PS—I found similar day/night temperature excursions (well under one degree C) in the data from the TAO buoys. See here_1 and here_2.
Willis Eschenbach says:
October 17, 2012 at 4:04 pm
FYI, the temperature swing on the moon is 300C (and K too). I already explained early this morning that there was only 1C diurnal swing over the ocean and only 10K over land which makes the effect of rotation speed insignificant.
That said the thermal inertia of the ocean does have a significant effect. If the moon rotated as fast as the earth it would still have a ~75K diurnal range.
John Doe says:
October 17, 2012 at 8:09 am
Everyone seems to be talking about heating rates but surely the evidence of the Moon, with temperature swings approaching 300 degrees C from night to day (-173 to +123), shows that for a planet rotating in a radiation field the really important variable is the amount of time planetary surfaces are “shaded” from the radiation field – after all once the temperature reaches the maximum the radiation is capable of no more heating occurs – this is what the SB equation shows – the maximum.
If a planet rotates faster its night side has less time to radiate the energy away – the rate of energy gain or loss changes with temperature and the planet’s radiation is always less than the radiation field.
So if a period of rotation is less the cooling will be less and the average will be higher – note though that it cannot increase above the maximum blackbody temperature described by the SB equation no matter what. (This is where I have problems with the supposed 170 W/sq metre insolation so beloved of climate science – using average insolation in the SB equation to determine temperatures is incorrect.)
Also surely the Moon shows that the oceans and atmosphere on Earth reduce the heating potential of the solar radiation during the day as convection and evaporation move energy from the surface to the upper atmosphere while the oceans reduce the cooling potential during the night due to the properties of water.

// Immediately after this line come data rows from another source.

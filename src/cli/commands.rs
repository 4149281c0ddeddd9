use clap::{Parser, Subcommand};
use std::path::PathBuf;

use vpet::Action;

#[derive(Parser)]
#[command(name = "vpet")]
#[command(about = "Look after a virtual pet in your terminal", version)]
pub struct Args {
    /// Config file path (defaults to <config_dir>/vpet/config.json)
    #[arg(long, global = true)]
    pub config: Option<PathBuf>,

    #[command(subcommand)]
    pub command: Commands,
}

#[derive(Subcommand)]
pub enum Commands {
    /// Start an interactive session with live decay
    Run,
    /// Fast-forward a fresh pet on a virtual clock
    Simulate {
        /// Minutes of virtual time to simulate
        #[arg(long, default_value = "60")]
        minutes: u64,
        /// Minutes between decay ticks
        #[arg(long, default_value = "1")]
        step: u64,
        /// Actions to perform first, comma separated (feed,drink,play,clean,sleep)
        #[arg(long, value_delimiter = ',')]
        actions: Vec<Action>,
        /// Print the final state as JSON
        #[arg(long)]
        json: bool,
    },
    /// Show a fresh pet
    Status {
        /// Print as JSON
        #[arg(long)]
        json: bool,
    },
}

The Earth might have been spinning even faster. Recent work has found a way for the Earth-Moon system to lose angular momentum. It’s mentioned in the following summary, as being a reason why new Big Splat studies are being done — there are more kinds of Moon-forming collisions possible when the Earth is left with a faster rotation rate.

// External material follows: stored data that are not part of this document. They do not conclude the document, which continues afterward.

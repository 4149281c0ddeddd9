//! Player actions: preconditions, effects and rewards.

use std::str::FromStr;

use serde::{Deserialize, Serialize};

use crate::error::PetError;
use crate::pet::PetState;
use crate::stats::Stat;

/// A stat is considered full from this value up.
pub const FULL_THRESHOLD: f64 = 95.0;
/// Minimum energy needed to play.
pub const PLAY_MIN_ENERGY: f64 = 20.0;

#[derive(Debug, Clone, Copy, PartialEq, Eq, Hash, Serialize, Deserialize)]
#[serde(rename_all = "snake_case")]
pub enum Action {
    Feed,
    GiveDrink,
    Play,
    Clean,
    ToggleSleep,
}

/// Why an action was refused.
#[derive(Debug, Clone, Copy, PartialEq, Eq)]
pub enum Rejection {
    Asleep,
    AlreadyFull(Stat),
    TooTired,
}

impl std::fmt::Display for Rejection {
    fn fmt(&self, f: &mut std::fmt::Formatter<'_>) -> std::fmt::Result {
        match self {
            Rejection::Asleep => write!(f, "asleep"),
            Rejection::AlreadyFull(stat) => {
                write!(f, "{} already full", stat.label().to_lowercase())
            }
            Rejection::TooTired => write!(f, "too tired"),
        }
    }
}

impl Rejection {
    pub fn message(&self, name: &str) -> String {
        match self {
            Rejection::Asleep => format!("{} is sleeping. Wake them up first!", name),
            Rejection::AlreadyFull(Stat::Hunger) => format!("{} is already full!", name),
            Rejection::AlreadyFull(Stat::Thirst) => format!("{} isn't thirsty!", name),
            Rejection::AlreadyFull(Stat::Cleanliness) => {
                format!("{} is already squeaky clean!", name)
            }
            Rejection::AlreadyFull(stat) => {
                format!("{}'s {} is already full!", name, stat.label().to_lowercase())
            }
            Rejection::TooTired => format!("{} is too tired, they need to rest first!", name),
        }
    }
}

/// The stat changes and rewards of an action.
#[derive(Debug, Clone, Copy, PartialEq)]
pub struct Effect {
    pub deltas: &'static [(Stat, f64)],
    pub experience: u32,
    pub coins: u32,
}

impl Action {
    pub const ALL: [Action; 5] = [
        Action::Feed,
        Action::GiveDrink,
        Action::Play,
        Action::Clean,
        Action::ToggleSleep,
    ];

    pub fn effect(&self) -> Effect {
        match self {
            Action::Feed => Effect {
                deltas: &[(Stat::Hunger, 25.0), (Stat::Happiness, 5.0)],
                experience: 10,
                coins: 0,
            },
            Action::GiveDrink => Effect {
                deltas: &[(Stat::Thirst, 30.0), (Stat::Happiness, 3.0)],
                experience: 8,
                coins: 0,
            },
            Action::Play => Effect {
                deltas: &[(Stat::Happiness, 20.0), (Stat::Energy, -15.0)],
                experience: 15,
                coins: 5,
            },
            Action::Clean => Effect {
                deltas: &[
                    (Stat::Cleanliness, 35.0),
                    (Stat::Happiness, 10.0),
                    (Stat::Health, 5.0),
                ],
                experience: 12,
                coins: 0,
            },
            Action::ToggleSleep => Effect {
                deltas: &[],
                experience: 5,
                coins: 0,
            },
        }
    }

    /// Validate the action against the current state without touching it.
    pub fn check(&self, pet: &PetState) -> Result<(), Rejection> {
        if *self == Action::ToggleSleep {
            return Ok(());
        }
        if pet.is_sleeping() {
            return Err(Rejection::Asleep);
        }

        let stats = pet.stats();
        match self {
            Action::Feed if stats.hunger() >= FULL_THRESHOLD => {
                Err(Rejection::AlreadyFull(Stat::Hunger))
            }
            Action::GiveDrink if stats.thirst() >= FULL_THRESHOLD => {
                Err(Rejection::AlreadyFull(Stat::Thirst))
            }
            Action::Clean if stats.cleanliness() >= FULL_THRESHOLD => {
                Err(Rejection::AlreadyFull(Stat::Cleanliness))
            }
            Action::Play if stats.energy() < PLAY_MIN_ENERGY => Err(Rejection::TooTired),
            _ => Ok(()),
        }
    }

    /// Activity log label. Sleep toggling is labelled by direction.
    pub fn label(&self, was_sleeping: bool) -> &'static str {
        match self {
            Action::Feed => "Feed",
            Action::GiveDrink => "Drink",
            Action::Play => "Play",
            Action::Clean => "Clean",
            Action::ToggleSleep if was_sleeping => "Wake up",
            Action::ToggleSleep => "Sleep",
        }
    }

    pub fn success_message(&self, name: &str, was_sleeping: bool) -> String {
        match self {
            Action::Feed => format!("{} loved the meal! 😋", name),
            Action::GiveDrink => format!("{} drank the water! 💧", name),
            Action::Play => format!("{} had a blast playing! 🎾", name),
            Action::Clean => format!("{} is sparkling clean! ✨", name),
            Action::ToggleSleep if was_sleeping => format!("{} woke up! ☀️", name),
            Action::ToggleSleep => format!("{} went to sleep... 😴", name),
        }
    }

    /// Summary of the stat changes actually applied, e.g. `+20 Hunger, +5 Happiness`.
    pub fn summary(&self, applied: &[(Stat, f64)], was_sleeping: bool) -> String {
        let effect = self.effect();
        if effect.deltas.is_empty() {
            return if was_sleeping { "Rested" } else { "Resting" }.to_string();
        }

        let mut parts: Vec<String> = applied
            .iter()
            .map(|(stat, delta)| format!("{} {}", format_delta(*delta), stat.label()))
            .collect();
        if effect.coins > 0 {
            parts.push(format!("+{} Coins", effect.coins));
        }
        parts.join(", ")
    }
}

/// Whole deltas print as integers, clamped fractional ones with one decimal.
fn format_delta(delta: f64) -> String {
    let rounded = (delta * 10.0).round() / 10.0;
    if rounded.fract() == 0.0 {
        format!("{:+}", rounded as i64)
    } else {
        format!("{:+.1}", rounded)
    }
}

impl std::fmt::Display for Action {
    fn fmt(&self, f: &mut std::fmt::Formatter<'_>) -> std::fmt::Result {
        match self {
            Action::Feed => write!(f, "feed"),
            Action::GiveDrink => write!(f, "drink"),
            Action::Play => write!(f, "play"),
            Action::Clean => write!(f, "clean"),
            Action::ToggleSleep => write!(f, "sleep"),
        }
    }
}

impl FromStr for Action {
    type Err = PetError;

    fn from_str(s: &str) -> Result<Self, Self::Err> {
        match s.trim().to_lowercase().as_str() {
            "feed" | "f" | "eat" => Ok(Action::Feed),
            "drink" | "d" | "water" | "give_drink" => Ok(Action::GiveDrink),
            "play" | "p" => Ok(Action::Play),
            "clean" | "c" | "wash" => Ok(Action::Clean),
            "sleep" | "s" | "wake" | "toggle_sleep" => Ok(Action::ToggleSleep),
            other => Err(PetError::UnknownAction(other.to_string())),
        }
    }
}

#[cfg(test)]
mod tests {
    use super::*;
    use crate::stats::StatVector;
    use chrono::Utc;

    fn pet_with(stats: StatVector) -> PetState {
        PetState::new("Minnoş", Utc::now()).with_stats(stats)
    }

    #[test]
    fn test_preconditions() {
        let full = pet_with(StatVector::new(96.0, 95.0, 19.0, 50.0, 99.0, 50.0));
        assert_eq!(Action::Feed.check(&full), Err(Rejection::AlreadyFull(Stat::Hunger)));
        assert_eq!(Action::GiveDrink.check(&full), Err(Rejection::AlreadyFull(Stat::Thirst)));
        assert_eq!(Action::Clean.check(&full), Err(Rejection::AlreadyFull(Stat::Cleanliness)));
        assert_eq!(Action::Play.check(&full), Err(Rejection::TooTired));
        assert_eq!(Action::ToggleSleep.check(&full), Ok(()));

        let ready = pet_with(StatVector::new(94.9, 10.0, 20.0, 50.0, 0.0, 50.0));
        for action in Action::ALL {
            assert_eq!(action.check(&ready), Ok(()), "{} should be allowed", action);
        }
    }

    #[test]
    fn test_sleeping_blocks_everything_but_waking() {
        let mut pet = pet_with(StatVector::new(10.0, 10.0, 90.0, 50.0, 10.0, 50.0));
        pet.sleeping = true;

        assert_eq!(Action::Feed.check(&pet), Err(Rejection::Asleep));
        assert_eq!(Action::GiveDrink.check(&pet), Err(Rejection::Asleep));
        assert_eq!(Action::Play.check(&pet), Err(Rejection::Asleep));
        assert_eq!(Action::Clean.check(&pet), Err(Rejection::Asleep));
        assert_eq!(Action::ToggleSleep.check(&pet), Ok(()));
    }

    fn nominal_summary(action: Action) -> String {
        action.summary(action.effect().deltas, false)
    }

    #[test]
    fn test_summaries() {
        assert_eq!(nominal_summary(Action::Feed), "+25 Hunger, +5 Happiness");
        assert_eq!(nominal_summary(Action::GiveDrink), "+30 Thirst, +3 Happiness");
        assert_eq!(nominal_summary(Action::Play), "+20 Happiness, -15 Energy, +5 Coins");
        assert_eq!(
            nominal_summary(Action::Clean),
            "+35 Cleanliness, +10 Happiness, +5 Health"
        );
        assert_eq!(Action::ToggleSleep.summary(&[], false), "Resting");
        assert_eq!(Action::ToggleSleep.summary(&[], true), "Rested");
    }

    #[test]
    fn test_summary_reports_clamped_amounts() {
        let applied = [(Stat::Hunger, 20.0), (Stat::Happiness, 0.0)];
        assert_eq!(Action::Feed.summary(&applied, false), "+20 Hunger, +0 Happiness");

        let fractional = [(Stat::Thirst, 4.5), (Stat::Happiness, 3.0)];
        assert_eq!(
            Action::GiveDrink.summary(&fractional, false),
            "+4.5 Thirst, +3 Happiness"
        );

        // float noise from non-clamped adds is hidden
        let noisy = [(Stat::Hunger, 25.000000000000004), (Stat::Happiness, 5.0)];
        assert_eq!(Action::Feed.summary(&noisy, false), "+25 Hunger, +5 Happiness");
    }

    #[test]
    fn test_parse() {
        assert_eq!("feed".parse::<Action>().unwrap(), Action::Feed);
        assert_eq!(" Drink ".parse::<Action>().unwrap(), Action::GiveDrink);
        assert_eq!("wake".parse::<Action>().unwrap(), Action::ToggleSleep);
        assert!(matches!("shop".parse::<Action>(), Err(PetError::UnknownAction(_))));
    }

    #[test]
    fn test_display_round_trips() {
        for action in Action::ALL {
            assert_eq!(action.to_string().parse::<Action>().unwrap(), action);
        }
    }
}
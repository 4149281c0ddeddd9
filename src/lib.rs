//! Virtual pet simulation engine.
//!
//! A single pet whose stats decay over elapsed time and are restored by
//! player actions. Mood is derived from the stats, and experience earned from
//! actions drives leveling and coin rewards.
//!
//! | Module | Purpose |
//! |--------|---------|
//! | [`stats`] | Six clamped attributes and the only write path into them |
//! | [`decay`] | Elapsed-time drift, branching on sleep |
//! | [`mood`] | Stat average to mood category |
//! | [`action`] | Player actions, preconditions and effects |
//! | [`progression`] | Experience, level and coin rewards |
//! | [`events`] | Bounded notification and activity streams |
//! | [`engine`] | Owns the pet and ties the above together |
//! | [`scheduler`] | Async fixed-cadence decay ticker |
//! | [`format`] | Terminal rendering of engine output |
//! | [`config`] | Runtime configuration |

pub mod action;
pub mod config;
pub mod decay;
pub mod engine;
pub mod error;
pub mod events;
pub mod format;
pub mod mood;
pub mod pet;
pub mod progression;
pub mod scheduler;
pub mod stats;

pub use action::{Action, Rejection};
pub use config::Config;
pub use decay::{apply_decay, DecayReport};
pub use engine::{ActionReport, PetEngine};
pub use error::{PetError, Result};
pub use events::{ActivityRecord, EventFeed, Notification, Severity};
pub use mood::{derive_mood, Mood};
pub use pet::{PetKind, PetState};
pub use progression::{LevelUp, Progression};
pub use stats::{Stat, StatVector};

http://io9.com/5952497/further-evidence-that-the-moons-explosive-birth-was-weirder-than-we-thought
Willis Eschenbach
Agreed, temperature variability probably not important for the ocean. Presumably ocean temperature changes so little because of evaporation, which create clouds. A faster spinning Earth would most like then have fewer clouds. Fewer clouds, hotter Earth. Maybe?
Some may not have realized that flowers, and trees had not evolved at this period in earths history and giant dragon flies didn’t appear on earth until the end of the Carboniferous period, in fact Some people are discussing the wrong period off by billions of years. The faint Sun paradox was when life originated on Earth 3.8 billion years ago when the Sun was hypothetically 30%, The approximate fossil record dates are;
3.6 billion years ago simple cells (prokaryotes) appeared.
3.4 billion years ago stromatolites demonstrating photosynthesis appeared.
2 billion years ago complex cells (eukaryotes) appeared.
1 billion years ago multicellular life appeared.
600 million years ago simple animals appeared.
570 million years ago arthropods (ancestors of insects, arachnids and crustaceans) appeared.
550 million years ago complex animals appeared.
500 million years ago fish and proto-amphibians appeared.
475 million years ago land plants appeared.
400 million years ago insects and seeds appeared.
360 million years ago amphibians appeared.
300 million years ago reptiles appeared.
200 million years ago mammals appeared.
150 million years ago birds appeared.
130 million years ago flowers appeared.
It’s just another hypothesis that had to “enhance the greenhouse effect” to compensate for the lower solar luminosity for it to work. But it failed!
*hypothetically 30% [Fainter].
Sparks
Thanks for the nice timeline summary, which is new information for me. Going to put in my notes for future reference.